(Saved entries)
impl Corpus {
    pub fn builder() -> CorpusBuilder {
        CorpusBuilder::default()
    }

    /// Carrega os arquivos com o tokenizador dado (ou por palavras, se `None`).
    pub fn load<I, P>(paths: I, tokenizer: Option<Arc<dyn Tokenizer>>) -> Result<Self>
    where
        I: IntoIterator<Item = P>,
        P: AsRef<Path>,
    {
        let mut builder = Self::builder();
        if let Some(tokenizer) = tokenizer {
            builder = builder.tokenizer(tokenizer);
        }
        builder.load(paths)
    }

    /// Como [`Corpus::load`], para conteúdo em memória.
    pub fn parse_str(content: &str, tokenizer: Option<Arc<dyn Tokenizer>>) -> Result<Self> {
        let mut builder = Self::builder();
        if let Some(tokenizer) = tokenizer {
            builder = builder.tokenizer(tokenizer);
        }
        builder.parse_str("<memory>", content)
    }

    fn ingest(&mut self, file: &Path, content: &str) -> Result<()> {
        self.files.push(file.to_path_buf());
        for block in parser::split_blocks(content) {
            let result = parser::parse_block(file, block.line, &block.lines).and_then(|raw| {
                Document::from_raw(
                    raw,
                    self.options.text_scope,
                    Arc::clone(&self.tokenizer),
                    Arc::clone(&self.segmenter),
                )
            });
            let skip = self.options.on_error == ErrorPolicy::Skip;
            match result {
                Ok(doc) => self.documents.push(doc),
                Err(e) if skip && e.is_document_local() => {
                    let pmid = block_pmid(&block).map(str::to_string);
                    warn!(
                        file = %file.display(),
                        line = block.line,
                        pmid = pmid.as_deref().unwrap_or("?"),
                        error = %e,
                        "document skipped"
                    );
                    self.skipped.push(SkippedDocument {
                        file: file.to_path_buf(),
                        line: block.line,
                        pmid,
                        reason: e.to_string(),
                    });
                }
                Err(e) => return Err(e),
            }
        }
        Ok(())
    }

    pub(crate) fn segmenter(&self) -> &Arc<dyn SentenceSegmenter> {
        &self.segmenter
    }

    pub(crate) fn push(&mut self, doc: Document) {
        self.documents.push(doc);
    }

    pub(crate) fn log_summary(&self) {
        info!(
            documents = self.documents.len(),
            skipped = self.skipped.len(),
            tokenizer = %self.tokenizer.kind(),
            "corpus ready"
        );
    }

    /// Documentos em ordem de arquivo, depois ordem dentro do arquivo.
    pub fn documents(&self) -> &[Document] {
        &self.documents
    }

    pub fn iter(&self) -> std::slice::Iter<'_, Document> {
        self.documents.iter()
    }

    pub fn len(&self) -> usize {
        self.documents.len()
    }

    pub fn is_empty(&self) -> bool {
        self.documents.is_empty()
    }

    /// Arquivos lidos, em ordem.
    pub fn files(&self) -> &[PathBuf] {
        &self.files
    }

    pub fn options(&self) -> CorpusOptions {
        self.options
    }

    pub fn tokenizer(&self) -> &Arc<dyn Tokenizer> {
        &self.tokenizer
    }

    pub fn skipped(&self) -> &[SkippedDocument] {
        &self.skipped
    }

    /// Vincula outro tokenizador a todos os documentos, invalidando seus caches.
    pub fn set_tokenizer(&mut self, tokenizer: Arc<dyn Tokenizer>) {
        for doc in &mut self.documents {
            doc.bind_tokenizer(Arc::clone(&tokenizer));
        }
        info!(
            documents = self.documents.len(),
            tokenizer = %tokenizer.kind(),
            "corpus tokenizer rebound"
        );
        self.tokenizer = tokenizer;
    }

    /// Calcula sentenças, tokens e tags de todos os documentos em paralelo.
    pub fn prepare(&self) -> Result<()> {
        self.documents.par_iter().try_for_each(Document::prepare)
    }

    /// Frequência de cada identificador de conceito (sem prefixo de namespace).
    pub fn concept_counts(&self) -> BTreeMap<String, usize> {
        let mut counts = BTreeMap::new();
        for mention in self.documents.iter().flat_map(|d| d.mentions()) {
            for id in &mention.concept_ids {
                *counts.entry(normalize_concept(id).to_string()).or_insert(0) += 1;
            }
        }
        counts
    }

    /// Frequência de cada tipo de entidade.
    pub fn type_counts(&self) -> BTreeMap<String, usize> {
        let mut counts = BTreeMap::new();
        for mention in self.documents.iter().flat_map(|d| d.mentions()) {
            *counts.entry(mention.entity_type.clone()).or_insert(0) += 1;
        }
        counts
    }

    /// Vocabulário de tokens do corpus inteiro.
    pub fn vocab(&self) -> Result<BTreeSet<String>> {
        let mut vocab = BTreeSet::new();
        for doc in &self.documents {
            vocab.extend(doc.vocab()?.into_iter().map(str::to_string));
        }
        Ok(vocab)
    }

    /// Reescreve o corpus inteiro no formato PubTator.
    pub fn write_pubtator<W: Write>(&self, writer: &mut W) -> Result<()> {
        for doc in &self.documents {
            doc.write_pubtator(writer)?;
        }
        Ok(())
    }
}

▶ **REQUIREMENT**:
Report, from the entries above, each line where "skipped" is found.

▶ **RESPONSE**:
                        "document skipped"
                    self.skipped.push(SkippedDocument {
            skipped = self.skipped.len(),
    pub fn skipped(&self) -> &[SkippedDocument] {
        &self.skipped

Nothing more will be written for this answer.